**About this exercise:**
Search the records for the word "prost" and copy each line in which it appears.

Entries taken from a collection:
• • • •

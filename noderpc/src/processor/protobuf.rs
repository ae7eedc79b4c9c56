//
// Copyright 2026 Hans W. Uhlig. All Rights Reserved.
//
// Licensed under the Apache License, Version 2.0 (the "License");
// you may not use this file except in compliance with the License.
// You may obtain a copy of the License at
//
//      http://www.apache.org/licenses/LICENSE-2.0
//
// Unless required by applicable law or agreed to in writing, software
// distributed under the License is distributed on an "AS IS" BASIS,
// WITHOUT WARRANTIES OR CONDITIONS OF ANY KIND, either express or implied.
// See the License for the specific language governing permissions and
// limitations under the License.
//

//! Protobuf processor.
//!
//! Envelopes are the two messages below, encoded with prost. Arguments and
//! replies are already-encoded protobuf messages and travel as `bytes`
//! fields, so the processor never needs to know their schema.
//!
//! ```text
//! message RpcRequest  { uint64 seq = 1; string service_method = 2; bool no_reply = 3; bytes args = 4; }
//! message RpcResponse { uint64 seq = 1; string error = 2; bytes reply = 3; }
//! ```

use crate::processor::{Payload, Processor, RequestData, ResponseData};
use crate::serialization::{DeserializationError, SerializationError};
use bytes::Bytes;
use prost::Message;

#[derive(Clone, PartialEq, Message)]
struct PbRequest {
    #[prost(uint64, tag = "1")]
    seq: u64,
    #[prost(string, tag = "2")]
    service_method: String,
    #[prost(bool, tag = "3")]
    no_reply: bool,
    #[prost(bytes = "bytes", tag = "4")]
    args: Bytes,
}

#[derive(Clone, PartialEq, Message)]
struct PbResponse {
    #[prost(uint64, tag = "1")]
    seq: u64,
    #[prost(string, tag = "2")]
    error: String,
    #[prost(bytes = "bytes", tag = "3")]
    reply: Bytes,
}

/// The built-in Protobuf processor, identifier 1.
#[derive(Debug, Clone, Copy, Default)]
pub struct ProtobufProcessor;

impl ProtobufProcessor {
    /// Creates the processor.
    pub fn new() -> Self {
        Self
    }
}

impl Processor for ProtobufProcessor {
    fn name(&self) -> &'static str {
        "protobuf"
    }

    fn marshal(&self, payload: &Payload) -> Result<Bytes, SerializationError> {
        match payload {
            Payload::Protobuf(bytes) => Ok(bytes.clone()),
            other => Err(SerializationError::new(format!(
                "protobuf processor cannot marshal a {} payload",
                other.kind()
            ))),
        }
    }

    fn unmarshal(&self, bytes: &[u8]) -> Result<Payload, DeserializationError> {
        Ok(Payload::Protobuf(Bytes::copy_from_slice(bytes)))
    }

    fn is_parse(&self, payload: &Payload) -> bool {
        matches!(payload, Payload::Protobuf(_))
    }

    fn encode_request(&self, request: &RequestData) -> Result<Vec<u8>, SerializationError> {
        let envelope = PbRequest {
            seq: request.seq,
            service_method: request.service_method.clone(),
            no_reply: request.no_reply,
            args: request.args.clone(),
        };
        Ok(envelope.encode_to_vec())
    }

    fn decode_request(
        &self,
        bytes: &[u8],
        request: &mut RequestData,
    ) -> Result<(), DeserializationError> {
        // merge keeps fields decoded before a failure, including seq.
        let mut envelope = PbRequest::default();
        let result = envelope.merge(bytes);
        request.seq = envelope.seq;
        request.service_method = envelope.service_method;
        request.no_reply = envelope.no_reply;
        request.args = envelope.args;
        Ok(result?)
    }

    fn encode_response(&self, response: &ResponseData) -> Result<Vec<u8>, SerializationError> {
        let envelope = PbResponse {
            seq: response.seq,
            error: response.error.clone(),
            reply: response.reply.clone(),
        };
        Ok(envelope.encode_to_vec())
    }

    fn decode_response(
        &self,
        bytes: &[u8],
        response: &mut ResponseData,
    ) -> Result<(), DeserializationError> {
        let mut envelope = PbResponse::default();
        let result = envelope.merge(bytes);
        response.seq = envelope.seq;
        response.error = envelope.error;
        response.reply = envelope.reply;
        Ok(result?)
    }
}
//
// Copyright 2026 Hans W. Uhlig. All Rights Reserved.
//
// Licensed under the Apache License, Version 2.0 (the "License");
// you may not use this file except in compliance with the License.
// You may obtain a copy of the License at
//
//      http://www.apache.org/licenses/LICENSE-2.0
//
// Unless required by applicable law or agreed to in writing, software
// distributed under the License is distributed on an "AS IS" BASIS,
// WITHOUT WARRANTIES OR CONDITIONS OF ANY KIND, either express or implied.
// See the License for the specific language governing permissions and
// limitations under the License.
//

//! Handler-facing traits.

use crate::processor::Payload;
use crate::rpc::{PooledCall, RpcError, RpcRequest};
use std::fmt;
use std::sync::Arc;

/// A named business-logic execution context.
///
/// The runtime only ever hands work over; it never runs handler code on its
/// own tasks. Implementations decide where and when requests execute, and
/// must not process two requests of the same handler concurrently.
pub trait RpcHandler: Send + Sync + 'static {
    /// Name used in the `Handler` part of `Handler.Method`.
    fn name(&self) -> &str;

    /// Queues a request for execution without blocking.
    ///
    /// On success the handler owns the request and must eventually call
    /// [`RpcRequest::complete`] (or drop it). On failure the request is
    /// handed back inside the error.
    fn push_request(&self, request: RpcRequest) -> Result<(), PushError>;

    /// Runs a method synchronously on the calling thread.
    fn call_method(&self, service_method: &str, args: Payload)
        -> Result<Option<Payload>, RpcError>;

    /// Queues a completed asynchronous call whose callback must run on this
    /// handler. Handlers that never issue asynchronous calls can keep the
    /// default, which refuses.
    fn push_call_response(&self, call: PooledCall) -> Result<(), PooledCall> {
        Err(call)
    }
}

/// Resolves handler names.
pub trait HandlerFinder: Send + Sync + 'static {
    /// The handler registered as `name`.
    fn find_rpc_handler(&self, name: &str) -> Option<Arc<dyn RpcHandler>>;
}

/// A request a handler refused to queue.
pub struct PushError {
    request: RpcRequest,
    reason: String,
}

impl PushError {
    /// Refuses `request` for `reason`.
    pub fn new(request: RpcRequest, reason: impl Into<String>) -> Self {
        Self {
            request,
            reason: reason.into(),
        }
    }

    /// Why the handler refused.
    pub fn reason(&self) -> &str {
        &self.reason
    }

    /// Takes the refused request back.
    pub fn into_request(self) -> RpcRequest {
        self.request
    }

    /// Splits the error into the request and the reason.
    pub fn into_parts(self) -> (RpcRequest, String) {
        (self.request, self.reason)
    }
}

impl fmt::Debug for PushError {
    fn fmt(&self, f: &mut fmt::Formatter<'_>) -> fmt::Result {
        f.debug_struct("PushError")
            .field("seq", &self.request.seq())
            .field("reason", &self.reason)
            .finish()
    }
}

impl fmt::Display for PushError {
    fn fmt(&self, f: &mut fmt::Formatter<'_>) -> fmt::Result {
        write!(
            f,
            "request {} for {} refused: {}",
            self.request.seq(),
            self.request.service_method(),
            self.reason
        )
    }
}

impl std::error::Error for PushError {}
//
// Copyright 2026 Hans W. Uhlig. All Rights Reserved.
//
// Licensed under the Apache License, Version 2.0 (the "License");
// you may not use this file except in compliance with the License.
// You may obtain a copy of the License at
//
//      http://www.apache.org/licenses/LICENSE-2.0
//
// Unless required by applicable law or agreed to in writing, software
// distributed under the License is distributed on an "AS IS" BASIS,
// WITHOUT WARRANTIES OR CONDITIONS OF ANY KIND, either express or implied.
// See the License for the specific language governing permissions and
// limitations under the License.
//

//! The per-connection read and dispatch loop.
//!
//! ```text
//!            ┌──────────┐ frame  ┌──────────┐ request ┌─────────────┐
//! peer ────► │ Reading  ├───────►│ Decoding ├────────►│ Dispatching │──► handler queue
//!            └────▲─────┘        └────┬─────┘         └──────┬──────┘
//!                 │   per-call error  │     routing error    │
//!                 └───────────────────┴──────────────────────┘
//! ```
//!
//! An agent owns the read half of one connection and loops until it reaches
//! Closed: a transport error, an unknown processor byte, or a request that
//! failed to decode without a usable sequence number. Everything else is a
//! per-call failure; it is answered with an error response (or only logged
//! for `no_reply` requests) and the loop keeps reading.
//!
//! Requests are handed to handlers in arrival order. Once a handler accepted
//! a request the agent is done with it; the handler answers through the
//! request's [`PendingResponse`], possibly from another task and in any
//! order relative to other requests on the same connection.

use crate::error::NoderpcError;
use crate::handler::HandlerFinder;
use crate::pool::PooledBuffer;
use crate::processor::{split_service_method, Payload, ProcessorRef, ProcessorRegistry};
use crate::rpc::{Completion, RequestPool, RpcError, RpcRequest};
use crate::serialization::framing::FrameReader;
use crate::server::response::{write_response, PendingResponse};
use crate::transport::{ConnWriter, TransportError};
use std::sync::Arc;
use tokio::io::AsyncRead;
use tracing::{debug, error, info, trace, warn};

/// Read and dispatch actor of one connection.
pub struct Agent<R> {
    reader: FrameReader<R>,
    writer: ConnWriter,
    processors: Arc<ProcessorRegistry>,
    finder: Arc<dyn HandlerFinder>,
    requests: RequestPool,
}

impl<R: AsyncRead + Unpin + Send> Agent<R> {
    /// Builds an agent over an opened connection.
    pub fn new(
        reader: FrameReader<R>,
        writer: ConnWriter,
        processors: Arc<ProcessorRegistry>,
        finder: Arc<dyn HandlerFinder>,
        requests: RequestPool,
    ) -> Self {
        Self {
            reader,
            writer,
            processors,
            finder,
            requests,
        }
    }

    /// Writer of the connection this agent serves.
    pub fn writer(&self) -> &ConnWriter {
        &self.writer
    }

    /// Runs until the connection reaches Closed and returns why it did.
    ///
    /// The connection is closed on return; frames already queued for writing
    /// are still flushed.
    pub async fn run(mut self) -> NoderpcError {
        debug!(peer = %self.writer.metadata().peer_label(), "agent started");
        let reason = loop {
            let frame = tokio::select! {
                frame = self.reader.read_msg() => frame,
                _ = self.writer.closed() => break NoderpcError::Transport(TransportError::Closed),
            };
            let frame = match frame {
                Ok(frame) => frame,
                Err(e) => break NoderpcError::Transport(e),
            };
            if let Err(e) = self.dispatch(frame) {
                break NoderpcError::Rpc(e);
            }
        };

        self.writer.close();
        let peer = self.writer.metadata().peer_label();
        match &reason {
            NoderpcError::Rpc(e) => warn!(%peer, error = %e, "closing connection"),
            _ => info!(%peer, %reason, recoverable = reason.is_recoverable(), "connection closed"),
        }
        reason
    }

    /// Writes a response on this agent's connection.
    pub fn write_response(
        &self,
        processor: &ProcessorRef,
        service_method: &str,
        seq: u64,
        reply: Option<&Payload>,
        err: Option<&RpcError>,
    ) {
        write_response(&self.writer, processor, service_method, seq, reply, err);
    }

    /// Handles one frame. An error means the connection must close.
    fn dispatch(&self, frame: PooledBuffer) -> Result<(), RpcError> {
        let Some((&id, envelope)) = frame.split_first() else {
            return Err(RpcError::Framing {
                reason: "empty frame".to_string(),
            });
        };
        let Some(processor) = self.processors.lookup(id).cloned() else {
            warn!(
                peer = %self.writer.metadata().peer_label(),
                processor = id,
                "frame names an unknown processor"
            );
            return Err(RpcError::UnknownProcessor { processor: id });
        };

        let mut request = self.requests.remote(processor.clone());
        let decoded = processor.decode_request(envelope, request.data_mut());
        drop(frame);

        if let Err(e) = decoded {
            let seq = request.seq();
            let error = RpcError::from(e);
            if seq == 0 {
                warn!(processor = processor.name(), %error, "undecodable request without seq");
                return Err(error);
            }
            warn!(seq, processor = processor.name(), %error, "rpc unmarshal request failed");
            self.write_response(&processor, request.service_method(), seq, None, Some(&error));
            return Ok(());
        }
        trace!(
            seq = request.seq(),
            service_method = request.service_method(),
            processor = processor.name(),
            "request decoded"
        );

        let Some((handler_name, _)) = split_service_method(request.service_method()) else {
            let error = RpcError::MalformedServiceMethod {
                service_method: request.service_method().to_string(),
            };
            self.reject(&processor, request, error);
            return Ok(());
        };
        let Some(handler) = self.finder.find_rpc_handler(handler_name) else {
            let error = RpcError::HandlerNotFound {
                service_method: request.service_method().to_string(),
            };
            self.reject(&processor, request, error);
            return Ok(());
        };

        if !request.is_no_reply() {
            let response = PendingResponse::new(
                processor,
                self.writer.clone(),
                request.service_method(),
                request.seq(),
            );
            request.set_completion(Completion::Remote(response));
        }

        if let Err(refused) = handler.push_request(request) {
            let (request, reason) = refused.into_parts();
            let error = RpcError::Dispatch {
                handler: handler.name().to_string(),
                reason,
            };
            warn!(
                seq = request.seq(),
                service_method = request.service_method(),
                %error,
                "handler refused request"
            );
            request.complete(Err(error));
        }
        Ok(())
    }

    /// Answers a request that never reached a handler.
    fn reject(&self, processor: &ProcessorRef, request: RpcRequest, error: RpcError) {
        if request.is_no_reply() {
            error!(
                seq = request.seq(),
                service_method = request.service_method(),
                %error,
                "dropping no-reply request"
            );
            return;
        }
        debug!(seq = request.seq(), %error, "rejecting request");
        self.write_response(
            processor,
            request.service_method(),
            request.seq(),
            None,
            Some(&error),
        );
    }
}

impl<R> Drop for Agent<R> {
    // Aborted agents never reach the end of `run`; completions still holding
    // a writer must not keep the stream open.
    fn drop(&mut self) {
        self.writer.close();
    }
}

impl<R> std::fmt::Debug for Agent<R> {
    fn fmt(&self, f: &mut std::fmt::Formatter<'_>) -> std::fmt::Result {
        f.debug_struct("Agent")
            .field("writer", &self.writer)
            .field("processors", &self.processors.len())
            .finish()
    }
}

• • • •

**Solution below:**
//! Envelopes are the two messages below, encoded with prost. Arguments and
use prost::Message;
    #[prost(uint64, tag = "1")]
    #[prost(string, tag = "2")]
    #[prost(bool, tag = "3")]
    #[prost(bytes = "bytes", tag = "4")]
    #[prost(uint64, tag = "1")]
    #[prost(string, tag = "2")]
    #[prost(bytes = "bytes", tag = "3")]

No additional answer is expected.